* [What you are asked to do]: Everything from the top of the data below through the line with "assert_eq!(sc.images.len(), 2);" should be duplicated exactly, and nothing past it.

══ Task inputs ══

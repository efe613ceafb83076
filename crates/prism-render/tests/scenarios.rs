// SPDX-License-Identifier: CEPL-1.0
//! End-to-end runs of the presentation core against the dummy driver.

use ash::vk::{self, Handle};
use prism_render::dummy::{DummyDriver, DummyWindow, Event, Op};
use prism_render::{
    DeviceError, FrameError, FramePhase, InitError, ObjectKind, RenderConfig, RenderTargetError,
    Renderer, Stage, SurfaceError,
};
use rstest::rstest;

fn config() -> RenderConfig {
    RenderConfig::default()
}

#[test]
fn fallback_format_two_images_fifo() {
    let driver = DummyDriver::default();
    let journal = driver.journal();
    let window = DummyWindow::default();

    let renderer = Renderer::new(driver, &window, &config()).unwrap();

    let sc = renderer.swapchain();
    assert_eq!(sc.image_count, 2);
    assert_eq!(sc.images.len(), 2);
    assert_eq!(sc.format.format, vk::Format::B8G8R8A8_UNORM);
    assert_eq!(sc.format.color_space, vk::ColorSpaceKHR::SRGB_NONLINEAR);
    assert_eq!(sc.present_mode, vk::PresentModeKHR::FIFO);
    assert_eq!(sc.extent, vk::Extent2D { width: 640, height: 480 });
    assert_eq!(renderer.targets().len(), 2);
    assert_eq!(renderer.phase(), FramePhase::Idle);

    let desc = journal.borrow().last_swapchain.unwrap();
    assert_eq!(desc.min_image_count, 2);
    assert_eq!(desc.sharing_mode, vk::SharingMode::EXCLUSIVE);
    assert_eq!(desc.composite_alpha, vk::CompositeAlphaFlagsKHR::OPAQUE);
    assert!(desc.clipped);
    assert_eq!(journal.borrow().last_app.as_deref(), Some("prism"));
}

#[test]
fn mailbox_is_taken_when_offered() {
    let mut driver = DummyDriver::default();
    driver.present_modes = vec![vk::PresentModeKHR::FIFO, vk::PresentModeKHR::MAILBOX];
    let renderer = Renderer::new(driver, &DummyWindow::default(), &config()).unwrap();
    assert_eq!(renderer.swapchain().present_mode, vk::PresentModeKHR::MAILBOX);
}

#[test]
fn failed_acquire_skips_only_that_frame() {
    let driver =
        DummyDriver::default().fail_nth(Op::Acquire, 5, vk::Result::ERROR_OUT_OF_DATE_KHR);
    let journal = driver.journal();
    let mut window = DummyWindow::default();
    let mut renderer = Renderer::new(driver, &window, &config()).unwrap();

    let stats = renderer.run(&mut window, Some(10)).unwrap();

    assert_eq!(stats.frames, 10);
    assert_eq!(stats.presented, 9);
    assert_eq!(stats.skipped, 1);
    assert_eq!(renderer.phase(), FramePhase::Idle);

    let j = journal.borrow();
    let frames = j.frames();
    assert_eq!(frames.len(), 10);
    assert_eq!(frames[4][0], Event::AcquireFailed);
    assert!(!frames[4]
        .iter()
        .any(|e| matches!(e, Event::Submitted { .. } | Event::Presented { .. })));
    for (i, events) in frames.iter().enumerate().filter(|(i, _)| *i != 4) {
        assert!(
            events.iter().any(|e| matches!(e, Event::Submitted { .. })),
            "frame {} was not submitted",
            i + 1
        );
        assert!(events.iter().any(|e| matches!(e, Event::Presented { .. })));
    }
    assert_eq!(j.count(|e| matches!(e, Event::Submitted { .. })), 9);
    assert!(j.violations.is_empty(), "{:?}", j.violations);
}

#[test]
fn no_accelerator_stops_before_the_device() {
    let mut driver = DummyDriver::default();
    driver.physical_devices = 0;
    let journal = driver.journal();

    let err = Renderer::new(driver, &DummyWindow::default(), &config()).unwrap_err();

    assert_eq!(err, InitError::Device(DeviceError::NoAcceleratorFound));
    let j = journal.borrow();
    assert_eq!(j.created(), vec![ObjectKind::Instance]);
    assert_eq!(j.live_total(), 0);
    assert!(j.last_swapchain.is_none());
}

#[test]
fn missing_loader_is_unsupported_platform() {
    let mut driver = DummyDriver::default();
    driver.loader_available = false;
    let journal = driver.journal();

    let err = Renderer::new(driver, &DummyWindow::default(), &config()).unwrap_err();

    assert_eq!(err, InitError::Device(DeviceError::UnsupportedPlatform));
    assert!(journal.borrow().created().is_empty());
}

#[test]
fn missing_present_support_releases_the_surface() {
    let mut driver = DummyDriver::default();
    driver.present_support = false;
    let journal = driver.journal();

    let err = Renderer::new(driver, &DummyWindow::default(), &config()).unwrap_err();

    assert_eq!(err, InitError::Surface(SurfaceError::PresentationUnsupported));
    let j = journal.borrow();
    assert_eq!(j.live_total(), 0);
    assert_eq!(
        j.destroyed(),
        vec![ObjectKind::Surface, ObjectKind::Device, ObjectKind::Instance]
    );
}

#[test]
fn teardown_is_the_reverse_of_construction() {
    let driver = DummyDriver::default();
    let journal = driver.journal();
    let mut window = DummyWindow::default();
    let mut renderer = Renderer::new(driver, &window, &config()).unwrap();
    renderer.run(&mut window, Some(3)).unwrap();
    renderer.shutdown();

    let j = journal.borrow();
    let mut created = j.created();
    created.reverse();
    assert_eq!(j.destroyed(), created);
    assert_eq!(j.live_total(), 0);
    assert!(j.violations.is_empty(), "{:?}", j.violations);

    let idle = j.events.iter().position(|e| *e == Event::DeviceIdle).unwrap();
    let first_destroy = j
        .events
        .iter()
        .position(|e| matches!(e, Event::Destroyed(..)))
        .unwrap();
    assert!(idle < first_destroy);
}

#[test]
fn dropping_the_renderer_also_releases_everything() {
    let driver = DummyDriver::default();
    let journal = driver.journal();
    drop(Renderer::new(driver, &DummyWindow::default(), &config()).unwrap());
    assert_eq!(journal.borrow().live_total(), 0);
}

#[rstest]
#[case::first(1)]
#[case::second(2)]
fn image_view_failure_leaves_no_views(#[case] nth: u64) {
    let driver = DummyDriver::default().fail_nth(
        Op::CreateImageView,
        nth,
        vk::Result::ERROR_OUT_OF_HOST_MEMORY,
    );
    let journal = driver.journal();

    let err = Renderer::new(driver, &DummyWindow::default(), &config()).unwrap_err();

    assert_eq!(
        err,
        InitError::RenderTarget(RenderTargetError::ImageViewCreationFailed {
            index: nth as usize - 1,
            code: vk::Result::ERROR_OUT_OF_HOST_MEMORY,
        })
    );
    assert_eq!(err.native_code(), Some(vk::Result::ERROR_OUT_OF_HOST_MEMORY));
    let j = journal.borrow();
    assert_eq!(j.live(ObjectKind::ImageView), 0);
    assert_eq!(j.live_total(), 0);
    assert!(j.violations.is_empty(), "{:?}", j.violations);
}

#[test]
fn framebuffer_failure_rolls_back_views_too() {
    let driver = DummyDriver::default().fail_nth(
        Op::CreateFramebuffer,
        2,
        vk::Result::ERROR_OUT_OF_DEVICE_MEMORY,
    );
    let journal = driver.journal();

    let err = Renderer::new(driver, &DummyWindow::default(), &config()).unwrap_err();

    assert!(matches!(
        err,
        InitError::RenderTarget(RenderTargetError::FramebufferCreationFailed { index: 1, .. })
    ));
    let j = journal.borrow();
    assert_eq!(j.live_total(), 0);
    assert!(j.violations.is_empty(), "{:?}", j.violations);
}

#[rstest]
fn fence_modes_never_hang(
    #[values(false, true)] fence_starts_signaled: bool,
    #[values(1, 2)] frames_in_flight: u32,
) {
    let driver = DummyDriver::default();
    let journal = driver.journal();
    let mut window = DummyWindow::default();
    let cfg = RenderConfig {
        fence_starts_signaled,
        frames_in_flight,
        desired_image_count: 3,
        ..config()
    };
    let mut renderer = Renderer::new(driver, &window, &cfg).unwrap();

    let stats = renderer.run(&mut window, Some(6)).unwrap();

    assert_eq!(stats.presented, 6);
    assert_eq!(renderer.sync().slots.len(), frames_in_flight as usize);
    assert!(journal.borrow().violations.is_empty(), "{:?}", journal.borrow().violations);
}

#[test]
fn frames_in_flight_rotate_slots() {
    let driver = DummyDriver::default();
    let journal = driver.journal();
    let mut window = DummyWindow::default();
    let cfg = RenderConfig {
        frames_in_flight: 2,
        desired_image_count: 3,
        ..config()
    };
    let mut renderer = Renderer::new(driver, &window, &cfg).unwrap();
    let buffers = renderer.commands().buffers.clone();
    assert_eq!(buffers.len(), 2);

    renderer.run(&mut window, Some(4)).unwrap();

    let submitted: Vec<u64> = journal
        .borrow()
        .events
        .iter()
        .filter_map(|e| match e {
            Event::Submitted { command_buffer, .. } => Some(*command_buffer),
            _ => None,
        })
        .collect();
    let raw = |b: vk::CommandBuffer| b.as_raw();
    assert_eq!(
        submitted,
        vec![raw(buffers[0]), raw(buffers[1]), raw(buffers[0]), raw(buffers[1])]
    );
}

#[test]
fn frames_in_flight_never_exceeds_images() {
    let cfg = RenderConfig {
        frames_in_flight: 8,
        ..config()
    };
    let renderer = Renderer::new(DummyDriver::default(), &DummyWindow::default(), &cfg).unwrap();
    assert_eq!(renderer.frames().slots(), 2);
}

#[test]
fn failed_present_keeps_the_loop_running() {
    let driver =
        DummyDriver::default().fail_nth(Op::Present, 3, vk::Result::ERROR_SURFACE_LOST_KHR);
    let journal = driver.journal();
    let mut window = DummyWindow::default();
    let mut renderer = Renderer::new(driver, &window, &config()).unwrap();

    let stats = renderer.run(&mut window, Some(5)).unwrap();

    assert_eq!(stats.presented, 4);
    assert_eq!(stats.present_failures, 1);
    assert_eq!(renderer.phase(), FramePhase::Idle);
    assert_eq!(
        journal
            .borrow()
            .count(|e| matches!(e, Event::PresentFailed { .. })),
        1
    );
}

#[test]
fn failed_submit_ends_the_run() {
    let driver = DummyDriver::default().fail_nth(Op::Submit, 2, vk::Result::ERROR_DEVICE_LOST);
    let mut window = DummyWindow::default();
    let mut renderer = Renderer::new(driver, &window, &config()).unwrap();

    let err = renderer.run(&mut window, Some(10)).unwrap_err();

    assert_eq!(
        err,
        FrameError::SubmitFailed {
            frame: 2,
            code: vk::Result::ERROR_DEVICE_LOST
        }
    );
    assert!(!err.is_transient());
}

#[test]
fn close_request_ends_the_run_after_a_full_cycle() {
    let driver = DummyDriver::default();
    let journal = driver.journal();
    let mut window = DummyWindow::closing_after(3);
    let mut renderer = Renderer::new(driver, &window, &config()).unwrap();

    let stats = renderer.run(&mut window, None).unwrap();

    assert_eq!(stats.frames, 3);
    assert_eq!(
        journal
            .borrow()
            .count(|e| matches!(e, Event::Presented { .. })),
        3
    );
}

#[test]
fn single_draw_reports_the_acquired_image() {
    let mut renderer =
        Renderer::new(DummyDriver::default(), &DummyWindow::default(), &config()).unwrap();
    assert!(renderer.draw_frame().is_ok());
    assert_eq!(renderer.frames().current_image_index(), Some(0));
    assert_eq!(renderer.frames().frame_index(), 1);
}

#[test]
fn clearing_without_a_render_pass_uses_transfer() {
    let driver = DummyDriver::default();
    let journal = driver.journal();
    let cfg = RenderConfig {
        render_pass: false,
        ..config()
    };
    let renderer = Renderer::new(driver, &DummyWindow::default(), &cfg).unwrap();

    assert_eq!(renderer.targets().render_pass, vk::RenderPass::null());
    let j = journal.borrow();
    assert_eq!(j.live(ObjectKind::RenderPass), 0);
    assert_eq!(j.live(ObjectKind::Framebuffer), 0);
    let usage = j.last_swapchain.unwrap().usage;
    assert!(usage.contains(vk::ImageUsageFlags::TRANSFER_DST));
}

#[test]
fn render_pass_is_forced_without_transfer_usage() {
    let mut driver = DummyDriver::default();
    driver.capabilities.supported_usage_flags = vk::ImageUsageFlags::COLOR_ATTACHMENT;
    let journal = driver.journal();
    let cfg = RenderConfig {
        render_pass: false,
        ..config()
    };
    let renderer = Renderer::new(driver, &DummyWindow::default(), &cfg).unwrap();

    assert_ne!(renderer.targets().render_pass, vk::RenderPass::null());
    assert_eq!(journal.borrow().live(ObjectKind::Framebuffer), 2);
}

#[test]
fn wait_idle_drains_the_device_between_frames() {
    let driver = DummyDriver::default();
    let journal = driver.journal();
    let mut renderer =
        Renderer::new(driver, &DummyWindow::default(), &config()).unwrap();

    renderer.set_clear_color([1.0, 0.0, 0.0, 1.0]);
    renderer.draw_frame().unwrap();
    renderer.wait_idle().unwrap();
    renderer.draw_frame().unwrap();

    let j = journal.borrow();
    assert_eq!(j.count(|e| *e == Event::DeviceIdle), 1);
    assert_eq!(j.count(|e| matches!(e, Event::Presented { .. })), 2);
}

#[rstest]
#[case::command_pool(Op::CreateCommandPool, 1, Stage::Commands)]
#[case::command_buffers(Op::AllocateCommandBuffers, 1, Stage::Commands)]
#[case::second_fence(Op::CreateFence, 2, Stage::Sync)]
#[case::third_semaphore(Op::CreateSemaphore, 3, Stage::Sync)]
fn late_stage_failure_releases_in_reverse(
    #[case] op: Op,
    #[case] nth: u64,
    #[case] stage: Stage,
) {
    let driver = DummyDriver::default().fail_nth(op, nth, vk::Result::ERROR_OUT_OF_DEVICE_MEMORY);
    let journal = driver.journal();
    let cfg = RenderConfig {
        frames_in_flight: 2,
        desired_image_count: 3,
        ..config()
    };

    let err = Renderer::new(driver, &DummyWindow::default(), &cfg).unwrap_err();

    assert_eq!(err.stage(), stage);
    assert_eq!(err.native_code(), Some(vk::Result::ERROR_OUT_OF_DEVICE_MEMORY));
    let j = journal.borrow();
    let mut created = j.created();
    created.reverse();
    assert_eq!(j.destroyed(), created);
    assert_eq!(j.live_total(), 0);
    assert!(j.violations.is_empty(), "{:?}", j.violations);
}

═══

* [The answer]:
repository efe613ceafb83076
filename crates/prism-render/tests/scenarios.rs
// SPDX-License-Identifier: CEPL-1.0
//! End-to-end runs of the presentation core against the dummy driver.

use ash::vk::{self, Handle};
use prism_render::dummy::{DummyDriver, DummyWindow, Event, Op};
use prism_render::{
    DeviceError, FrameError, FramePhase, InitError, ObjectKind, RenderConfig, RenderTargetError,
    Renderer, Stage, SurfaceError,
};
use rstest::rstest;

fn config() -> RenderConfig {
    RenderConfig::default()
}

#[test]
fn fallback_format_two_images_fifo() {
    let driver = DummyDriver::default();
    let journal = driver.journal();
    let window = DummyWindow::default();

    let renderer = Renderer::new(driver, &window, &config()).unwrap();

    let sc = renderer.swapchain();
    assert_eq!(sc.image_count, 2);
    assert_eq!(sc.images.len(), 2);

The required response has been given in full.